# ABOUT THIS EXERCISE:
Check the listing below line by line and report how many lines hold "SignalKind", with no other words.
=== Section Start ===
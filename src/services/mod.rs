pub mod broker;
pub mod inference;
pub mod pipeline;
pub mod storage;
pub mod yolo;
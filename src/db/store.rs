use async_trait::async_trait;
use sqlx::PgPool;

use super::queries;
use crate::models::detection::DetectionResult;
use crate::models::job::JobStatus;

/// Persistence of job lifecycle transitions and results.
///
/// Terminal transitions are exclusive per job: of two concurrent
/// `complete_with_result` calls for the same job at most one succeeds, the
/// other gets [`StoreError::Precondition`].
#[async_trait]
pub trait JobStore: Send + Sync {
    /// `pending | processing -> processing`, stamping `started_at`.
    async fn mark_processing(&self, job_id: i64) -> Result<(), StoreError>;

    /// Write the result and move `processing -> completed` atomically.
    async fn complete_with_result(
        &self,
        job_id: i64,
        result: &DetectionResult,
    ) -> Result<(), StoreError>;

    /// `processing -> failed` with a human-readable reason.
    async fn mark_failed(&self, job_id: i64, error_message: &str) -> Result<(), StoreError>;
}

#[derive(Debug, thiserror::Error)]
pub enum StoreError {
    #[error("job store unavailable: {0}")]
    Unavailable(#[from] sqlx::Error),

    #[error("job {job_id} is not in the expected state ({expected})")]
    Precondition { job_id: i64, expected: JobStatus },
}

/// PostgreSQL-backed [`JobStore`].
#[derive(Clone)]
pub struct PgJobStore {
    pool: PgPool,
}

impl PgJobStore {
    pub fn new(pool: PgPool) -> Self {
        Self { pool }
    }

    pub fn pool(&self) -> &PgPool {
        &self.pool
    }
}

fn guard(transitioned: bool, job_id: i64, expected: JobStatus) -> Result<(), StoreError> {
    if transitioned {
        Ok(())
    } else {
        Err(StoreError::Precondition { job_id, expected })
    }
}

#[async_trait]
impl JobStore for PgJobStore {
    async fn mark_processing(&self, job_id: i64) -> Result<(), StoreError> {
        let claimed = queries::mark_processing(&self.pool, job_id).await?;
        guard(claimed, job_id, JobStatus::Pending)
    }

    async fn complete_with_result(
        &self,
        job_id: i64,
        result: &DetectionResult,
    ) -> Result<(), StoreError> {
        let completed = queries::complete_with_result(&self.pool, job_id, result).await?;
        guard(completed, job_id, JobStatus::Processing)
    }

    async fn mark_failed(&self, job_id: i64, error_message: &str) -> Result<(), StoreError> {
        let failed = queries::mark_failed(&self.pool, job_id, error_message).await?;
        guard(failed, job_id, JobStatus::Processing)
    }
}
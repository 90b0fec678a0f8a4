/// Resolves when SIGINT or SIGTERM is received.
pub async fn shutdown_signal() {
    #[cfg(unix)]
    {
        use tokio::signal::unix::{signal, SignalKind};

        match (signal(SignalKind::interrupt()), signal(SignalKind::terminate())) {
            (Ok(mut sigint), Ok(mut sigterm)) => {
                tokio::select! {
                    _ = sigint.recv() => tracing::info!(signal = "SIGINT", "shutdown signal"),
                    _ = sigterm.recv() => tracing::info!(signal = "SIGTERM", "shutdown signal"),
                }
                return;
            }
            (Err(e), _) | (_, Err(e)) => {
                tracing::warn!(error = %e, "Failed to install signal handlers, falling back to ctrl-c");
            }
        }
    }

    if let Err(e) = tokio::signal::ctrl_c().await {
        tracing::error!(error = %e, "Failed to listen for ctrl-c");
        std::future::pending::<()>().await;
    }
    tracing::info!("shutdown signal");
}
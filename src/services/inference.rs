use image::DynamicImage;
use strum::IntoEnumIterator;

use crate::models::detection::{BoundingBox, Category, CategoryCounts, DetectionResult};

/// Model class id -> category. Ids outside the table count as `Other`.
const CLASS_CATEGORIES: [Category; 3] = [
    Category::Apoptosis, // 0: apoptosis
    Category::Viable,    // 1: normal
    Category::Other,     // 2: uncertain
];

/// One raw detection in source-image coordinates.
#[derive(Debug, Clone, Copy, PartialEq)]
pub struct RawDetection {
    pub class_id: usize,
    pub confidence: f32,
    pub x1: f32,
    pub y1: f32,
    pub x2: f32,
    pub y2: f32,
}

/// Opaque detection capability: image in, detections out.
pub trait Detector: Send + Sync {
    fn detect(&self, image: &DynamicImage) -> Result<Vec<RawDetection>, InferenceError>;
}

/// Turns artifact bytes into a [`DetectionResult`] using a detector loaded
/// once at startup.
pub struct InferenceEngine {
    detector: Box<dyn Detector>,
}

impl InferenceEngine {
    pub fn new(detector: impl Detector + 'static) -> Self {
        Self {
            detector: Box::new(detector),
        }
    }

    /// Decode the image, run detection and aggregate the result.
    pub fn infer(&self, artifact: &[u8]) -> Result<DetectionResult, InferenceError> {
        let image = image::load_from_memory(artifact).map_err(InferenceError::Decode)?;
        let detections = self.detector.detect(&image)?;
        let result = aggregate(&detections);

        tracing::info!(
            detections = result.total_detections(),
            width = image.width(),
            height = image.height(),
            "Inference complete"
        );

        Ok(result)
    }
}

pub fn category_for(class_id: usize) -> Category {
    CLASS_CATEGORIES
        .get(class_id)
        .copied()
        .unwrap_or(Category::Other)
}

/// Build the per-job result from raw detections.
pub fn aggregate(detections: &[RawDetection]) -> DetectionResult {
    let mut counts = CategoryCounts::default();
    let mut confidence_sum = 0.0f64;
    let mut bounding_boxes = Vec::with_capacity(detections.len());

    for detection in detections {
        let category = category_for(detection.class_id);
        let confidence = f64::from(detection.confidence);
        counts.increment(category);
        confidence_sum += confidence;

        bounding_boxes.push(BoundingBox {
            category,
            confidence: round3(confidence),
            x: pixel(detection.x1),
            y: pixel(detection.y1),
            width: pixel(detection.x2 - detection.x1),
            height: pixel(detection.y2 - detection.y1),
        });
    }

    let total = counts.total();
    let average_confidence = if total > 0 {
        confidence_sum / f64::from(total)
    } else {
        0.0
    };

    DetectionResult {
        counts,
        average_confidence: round3(average_confidence),
        bounding_boxes,
        summary: summarize(&counts),
    }
}

/// e.g. `Detected 3 cells: Normal 2 (66.7%), Apoptosis 1 (33.3%), Other 0 (0.0%)`
pub fn summarize(counts: &CategoryCounts) -> String {
    let total = counts.total();
    let parts: Vec<String> = Category::iter()
        .map(|category| {
            let count = counts.get(category);
            format!(
                "{} {} ({:.1}%)",
                category.label(),
                count,
                percentage(count, total)
            )
        })
        .collect();

    format!("Detected {} cells: {}", total, parts.join(", "))
}

fn percentage(count: u32, total: u32) -> f64 {
    if total == 0 {
        0.0
    } else {
        f64::from(count) / f64::from(total) * 100.0
    }
}

pub fn round3(value: f64) -> f64 {
    (value * 1000.0).round() / 1000.0
}

fn pixel(value: f32) -> u32 {
    value.max(0.0) as u32
}

#[derive(Debug, thiserror::Error)]
pub enum InferenceError {
    #[error("failed to load model from {path}: {reason}")]
    ModelLoad { path: String, reason: String },

    #[error("failed to decode image: {0}")]
    Decode(#[from] image::ImageError),

    #[error("inference engine error: {0}")]
    Engine(String),
}
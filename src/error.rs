use crate::services::{broker::BrokerError, inference::InferenceError, storage::StorageError};

/// Fatal startup and steady-state errors. Any of these ends the process with
/// a non-zero exit status.
#[derive(Debug, thiserror::Error)]
pub enum WorkerError {
    #[error("configuration error: {0}")]
    Config(#[from] envy::Error),

    #[error("database error: {0}")]
    Database(#[from] sqlx::Error),

    #[error(transparent)]
    Storage(#[from] StorageError),

    #[error(transparent)]
    Model(#[from] InferenceError),

    #[error(transparent)]
    Broker(#[from] BrokerError),

    #[error("failed to install metrics exporter: {0}")]
    Metrics(String),
}
use async_trait::async_trait;
use s3::creds::Credentials;
use s3::error::S3Error;
use s3::{Bucket, Region};

use crate::config::StorageConfig;

/// Read access to uploaded artifacts, keyed within a single bucket.
#[async_trait]
pub trait ObjectStore: Send + Sync {
    async fn get(&self, key: &str) -> Result<Vec<u8>, StorageError>;
}

/// Client for MinIO or any S3-compatible object storage.
pub struct S3ObjectStore {
    bucket: Box<Bucket>,
}

impl S3ObjectStore {
    pub fn new(config: &StorageConfig) -> Result<Self, StorageError> {
        let region = Region::Custom {
            region: config.region.clone(),
            endpoint: config.endpoint.clone(),
        };

        let credentials = Credentials::new(
            Some(&config.access_key),
            Some(&config.secret_key),
            None,
            None,
            None,
        )
        .map_err(|e| StorageError::Config(e.to_string()))?;

        // MinIO serves buckets by path rather than virtual host
        let bucket = Bucket::new(&config.bucket, region, credentials)
            .map_err(|e| StorageError::Config(e.to_string()))?
            .with_path_style();

        Ok(Self { bucket })
    }
}

#[async_trait]
impl ObjectStore for S3ObjectStore {
    /// Download an artifact's bytes.
    async fn get(&self, key: &str) -> Result<Vec<u8>, StorageError> {
        let response = match self.bucket.get_object(key).await {
            Ok(response) => response,
            Err(S3Error::HttpFailWithBody(404, _)) => {
                return Err(StorageError::NotFound(key.to_string()))
            }
            Err(e) => return Err(StorageError::Transport(e)),
        };

        match response.status_code() {
            200..=299 => Ok(response.to_vec()),
            404 => Err(StorageError::NotFound(key.to_string())),
            status => Err(StorageError::Status {
                key: key.to_string(),
                status,
            }),
        }
    }
}

#[derive(Debug, thiserror::Error)]
pub enum StorageError {
    #[error("object not found: {0}")]
    NotFound(String),

    #[error("S3 operation failed: {0}")]
    Transport(#[from] S3Error),

    #[error("object storage returned status {status} for {key}")]
    Status { key: String, status: u16 },

    #[error("Storage configuration error: {0}")]
    Config(String),
}
//! Cell Analysis Worker
//!
//! Consumes analysis jobs from RabbitMQ, downloads the referenced cell image
//! from S3-compatible storage, runs the detection model and records the
//! result and the job's lifecycle in PostgreSQL.

pub mod config;
pub mod db;
pub mod error;
pub mod models;
pub mod services;
pub mod shutdown;
pub mod worker_state;
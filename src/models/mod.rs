pub mod detection;
pub mod job;
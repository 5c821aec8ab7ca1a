pub mod net;
pub mod proto;
pub mod sim;
pub mod topo;

#[cfg(test)]
mod test;
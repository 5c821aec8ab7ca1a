//! 仿真时间类型
//!
//! 整个子系统只使用离散的 tick 计时，不依赖任何墙钟时间。

use serde::{Deserialize, Serialize};

/// 仿真时间（tick）。
#[derive(Debug, Clone, Copy, PartialEq, Eq, PartialOrd, Ord, Hash, Default, Serialize, Deserialize)]
pub struct Tick(pub u64);

impl Tick {
    pub const ZERO: Tick = Tick(0);

    /// 向后推移 `ticks` 个 tick（饱和加法）
    pub fn after(self, ticks: u64) -> Tick {
        Tick(self.0.saturating_add(ticks))
    }

    /// 下一个 tick
    pub fn next(self) -> Tick {
        self.after(1)
    }
}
=== Section End ===
# RESPONSE:
2